__What you should do__
Please print the entries below exactly, from the line with "for compact assertions" through the line with "ends with enough", including both of those lines and leaving out all others.

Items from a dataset
═══

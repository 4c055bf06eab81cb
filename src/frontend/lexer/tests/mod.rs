//! Lexer tests module
//!
//! - basic: identifiers, keywords, whitespace, comments
//! - indent: INDENT/DEDENT synthesis and line joining
//! - literals: numbers and strings
//! - operators: operator and delimiter scanning
//! - errors: lexical errors


use crate::frontend::lexer::{Token, TokenKind};

/// Kinds of a token stream, for compact assertions
pub(super) fn kinds(tokens: &[Token]) -> Vec<TokenKind> {
    tokens.iter().map(|t| t.kind).collect()
}
//! Lexer module
//!
//! Turns source text into tokens. Layout is significant: leading
//! whitespace is measured at the start of every logical line and turned
//! into `INDENT`/`DEDENT` tokens, so the stream always ends with enough
//! `DEDENT`s to close every open block, followed by `EOF`.

pub mod literals;
pub mod state;
pub mod symbols;
pub mod tokenizer;
pub mod tokens;
#[cfg(test)]
mod tests;

// Re-export types
pub use tokenizer::Lexer;
pub use tokens::{LexError, Token, TokenKind};

use crate::util::config::FrontendConfig;

/// Tokenize source code with the default configuration
pub fn tokenize(source: &str) -> Result<Vec<Token>, LexError> {
    tokenize_with_config(source, &FrontendConfig::default())
}

/// Tokenize source code
///
/// Fails on the first malformed lexeme and then produces no tokens at all.
pub fn tokenize_with_config(
    source: &str,
    config: &FrontendConfig,
) -> Result<Vec<Token>, LexError> {
    tracing::debug!("Tokenizing source ({} bytes)", source.len());

    let tokens = Lexer::with_tab_width(source, config.tab_width)
        .tokenize()
        .inspect_err(|e| tracing::debug!("Lexing failed: {}", e))?;

    for token in &tokens {
        log_token(token);
    }
    tracing::debug!("Tokenized into {} tokens", tokens.len());

    Ok(tokens)
}

/// Log a token for debugging
fn log_token(token: &Token) {
    match token.kind {
        TokenKind::Indent | TokenKind::Dedent | TokenKind::Newline | TokenKind::Eof => {
            tracing::trace!(line = token.line(), column = token.column(), "{}", token.kind)
        }
        _ => tracing::trace!(
            line = token.line(),
            column = token.column(),
            "{}",
            token.describe()
        ),
    }
}
//! Expression machine
//!
//! Precedence climbing over an operand stack and an operator stack. A `(`
//! pushes a sentinel onto the operator stack; `)` reduces back to it. Any
//! token that cannot continue the expression finalizes it without being
//! consumed, so callers see the `,`, `:` or `)` that ended it.

use smallvec::SmallVec;

use super::{no_handler, Advance, Fsm, Machine};
use crate::frontend::lexer::tokens::{Token, TokenKind};
use crate::frontend::parser::ast::{BinOp, Expr, KeywordArg, LiteralKind, UnaryOp};
use crate::frontend::parser::parser_state::{ParseError, ParserState};
use crate::frontend::parser::precedence::{binary_op_for, should_reduce};
use crate::util::Spanned;

#[derive(Debug, Clone, Copy, PartialEq, Eq)]
pub enum ExprState {
    /// Nothing seen yet
    Initial,
    /// An operand or prefix operator must come next
    ExpectOperand,
    /// An operand was just completed
    ExpectOperator,
}

/// Operator stack entry
#[derive(Debug, Clone, Copy, PartialEq, Eq)]
enum StackOp {
    Binary(BinOp),
    Unary(UnaryOp),
    /// Sentinel for an open `(`
    Paren,
}

impl StackOp {
    fn precedence(self) -> Option<u8> {
        match self {
            StackOp::Binary(op) => Some(op.precedence()),
            StackOp::Unary(op) => Some(op.precedence()),
            StackOp::Paren => None,
        }
    }
}

pub struct ExpressionFsm {
    machine: Machine<ExprState, Expr>,
    operands: SmallVec<[Expr; 4]>,
    operators: SmallVec<[Spanned<StackOp>; 4]>,
}

impl Default for ExpressionFsm {
    fn default() -> Self {
        Self::new()
    }
}

impl ExpressionFsm {
    pub fn new() -> Self {
        Self {
            machine: Machine::new(ExprState::Initial),
            operands: SmallVec::new(),
            operators: SmallVec::new(),
        }
    }

    fn expect_operand(
        &mut self,
        parser: &mut ParserState<'_>,
        token: &Token,
    ) -> Result<Advance, ParseError> {
        let literal = |kind: LiteralKind| Expr::Literal {
            kind,
            value: token.text.clone(),
        };

        let operand = match token.kind {
            TokenKind::Identifier => Expr::identifier(token.text.as_str()),
            TokenKind::Number => literal(LiteralKind::Number),
            TokenKind::String => literal(LiteralKind::String),
            TokenKind::KwTrue | TokenKind::KwFalse => literal(LiteralKind::Bool),
            TokenKind::KwNone => literal(LiteralKind::None),
            TokenKind::LParen => {
                self.operators.push(Spanned::new(StackOp::Paren, token.span));
                self.machine.goto(ExprState::ExpectOperand);
                return Ok(Advance::Driver);
            }
            TokenKind::LBracket => {
                let elements = parse_sequence(
                    parser,
                    TokenKind::RBracket,
                    "expected ']' to close list",
                )?;
                self.operands.push(Expr::ListLiteral { elements });
                self.machine.goto(ExprState::ExpectOperator);
                return Ok(Advance::SelfAdvanced);
            }
            _ => match UnaryOp::from_token(token) {
                Some(op) => {
                    self.operators.push(Spanned::new(StackOp::Unary(op), token.span));
                    self.machine.goto(ExprState::ExpectOperand);
                    return Ok(Advance::Driver);
                }
                None => {
                    return Err(ParseError::syntax(
                        format!("expected an expression, found {}", token.describe()),
                        token,
                    ))
                }
            },
        };

        self.operands.push(operand);
        self.machine.goto(ExprState::ExpectOperator);
        Ok(Advance::Driver)
    }

    fn expect_operator(
        &mut self,
        parser: &mut ParserState<'_>,
        token: &Token,
    ) -> Result<Advance, ParseError> {
        // `not in` / `is not`
        let composite = match (token.kind, parser.peek(1).kind) {
            (TokenKind::KwNot, TokenKind::KwIn) => Some(BinOp::NotIn),
            (TokenKind::KwIs, TokenKind::KwNot) => Some(BinOp::IsNot),
            _ => None,
        };
        if let Some(op) = composite {
            parser.advance();
            parser.advance();
            self.push_binary(op, token)?;
            return Ok(Advance::SelfAdvanced);
        }

        if let Some(op) = binary_op_for(token) {
            self.push_binary(op, token)?;
            return Ok(Advance::Driver);
        }

        match token.kind {
            TokenKind::LParen => {
                self.parse_call(parser)?;
                Ok(Advance::SelfAdvanced)
            }
            TokenKind::Dot => {
                parser.advance();
                let attr = parser.consume_identifier("expected attribute name after '.'")?;
                let value = self.pop_operand(token)?;
                self.operands.push(Expr::Attribute {
                    value: Box::new(value),
                    attr,
                });
                Ok(Advance::SelfAdvanced)
            }
            TokenKind::LBracket => {
                parser.advance();
                let index = parser.parse_expression()?;
                parser.consume(TokenKind::RBracket, "expected ']' after subscript")?;
                let value = self.pop_operand(token)?;
                self.operands.push(Expr::Subscript {
                    value: Box::new(value),
                    index: Box::new(index),
                });
                Ok(Advance::SelfAdvanced)
            }
            TokenKind::RParen if self.has_open_paren() => {
                self.close_paren(token)?;
                Ok(Advance::Driver)
            }
            _ => {
                self.finalize(token)?;
                Ok(Advance::SelfAdvanced)
            }
        }
    }

    fn push_binary(
        &mut self,
        op: BinOp,
        token: &Token,
    ) -> Result<(), ParseError> {
        while let Some(top) = self.operators.last().copied() {
            match top.value.precedence() {
                Some(p) if should_reduce(p, op) => {
                    self.operators.pop();
                    self.reduce(top)?;
                }
                _ => break,
            }
        }
        self.operators.push(Spanned::new(StackOp::Binary(op), token.span));
        self.machine.goto(ExprState::ExpectOperand);
        Ok(())
    }

    fn has_open_paren(&self) -> bool {
        self.operators.iter().any(|op| op.value == StackOp::Paren)
    }

    fn close_paren(
        &mut self,
        token: &Token,
    ) -> Result<(), ParseError> {
        while let Some(op) = self.operators.pop() {
            if op.value == StackOp::Paren {
                return Ok(());
            }
            self.reduce(op)?;
        }
        Err(ParseError::syntax("unmatched ')'", token))
    }

    /// Pop operands for one operator and push the combined node
    fn reduce(
        &mut self,
        op: Spanned<StackOp>,
    ) -> Result<(), ParseError> {
        let invalid = || ParseError::Syntax {
            message: "invalid expression state".to_string(),
            position: op.span.start,
        };
        let node = match op.value {
            StackOp::Binary(operator) => {
                let right = self.operands.pop().ok_or_else(invalid)?;
                let left = self.operands.pop().ok_or_else(invalid)?;
                Expr::binary(operator, left, right)
            }
            StackOp::Unary(operator) => {
                let operand = self.operands.pop().ok_or_else(invalid)?;
                Expr::unary(operator, operand)
            }
            StackOp::Paren => {
                return Err(ParseError::Structural {
                    message: "cannot reduce a '(' sentinel".to_string(),
                    position: op.span.start,
                })
            }
        };
        self.operands.push(node);
        Ok(())
    }

    /// Reduce everything left and settle with the single remaining operand
    fn finalize(
        &mut self,
        token: &Token,
    ) -> Result<(), ParseError> {
        while let Some(op) = self.operators.pop() {
            if op.value == StackOp::Paren {
                return Err(ParseError::Syntax {
                    message: "unmatched '('".to_string(),
                    position: op.span.start,
                });
            }
            self.reduce(op)?;
        }
        if self.operands.len() != 1 {
            return Err(ParseError::syntax("invalid expression state", token));
        }
        let result = self.pop_operand(token)?;
        self.machine.finish(result);
        Ok(())
    }

    fn pop_operand(
        &mut self,
        token: &Token,
    ) -> Result<Expr, ParseError> {
        self.operands
            .pop()
            .ok_or_else(|| ParseError::syntax("invalid expression state", token))
    }

    /// `f(a, b, key=value)`; the callee is the operand on top of the stack
    fn parse_call(
        &mut self,
        parser: &mut ParserState<'_>,
    ) -> Result<(), ParseError> {
        let open = parser.advance(); // '('
        let mut args = Vec::new();
        let mut keywords = Vec::new();

        while !parser.check(TokenKind::RParen) {
            if parser.check(TokenKind::Identifier) && parser.peek(1).is_operator("=") {
                let name = parser.advance().text;
                parser.advance(); // '='
                let value = parser.parse_expression()?;
                keywords.push(KeywordArg { name, value });
            } else {
                if !keywords.is_empty() {
                    return Err(parser.error("positional argument follows keyword argument"));
                }
                args.push(parser.parse_expression()?);
            }
            if !parser.eat(TokenKind::Comma) {
                break;
            }
        }
        parser.consume(TokenKind::RParen, "expected ')' after arguments")?;

        let func = self.pop_operand(&open)?;
        self.operands.push(Expr::Call {
            func: Box::new(func),
            args,
            keywords,
        });
        Ok(())
    }
}

/// Comma-separated expressions after an opening bracket, up to `close`
fn parse_sequence(
    parser: &mut ParserState<'_>,
    close: TokenKind,
    message: &str,
) -> Result<Vec<Expr>, ParseError> {
    parser.advance(); // opening bracket
    let mut elements = Vec::new();
    while !parser.check(close) {
        elements.push(parser.parse_expression()?);
        if !parser.eat(TokenKind::Comma) {
            break;
        }
    }
    parser.consume(close, message)?;
    Ok(elements)
}

impl Fsm for ExpressionFsm {
    type State = ExprState;
    type Output = Expr;

    const NAME: &'static str = "ExpressionFSM";

    fn machine(&self) -> &Machine<ExprState, Expr> {
        &self.machine
    }

    fn machine_mut(&mut self) -> &mut Machine<ExprState, Expr> {
        &mut self.machine
    }

    fn handle(
        &mut self,
        state: ExprState,
        parser: &mut ParserState<'_>,
        token: &Token,
    ) -> Result<Advance, ParseError> {
        match state {
            ExprState::Initial | ExprState::ExpectOperand => self.expect_operand(parser, token),
            ExprState::ExpectOperator if self.operands.is_empty() => {
                Err(no_handler::<Self>(state, token))
            }
            ExprState::ExpectOperator => self.expect_operator(parser, token),
        }
    }
}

═══

__Response__
/// Kinds of a token stream, for compact assertions
pub(super) fn kinds(tokens: &[Token]) -> Vec<TokenKind> {
    tokens.iter().map(|t| t.kind).collect()
}
//! Lexer module
//!
//! Turns source text into tokens. Layout is significant: leading
//! whitespace is measured at the start of every logical line and turned
//! into `INDENT`/`DEDENT` tokens, so the stream always ends with enough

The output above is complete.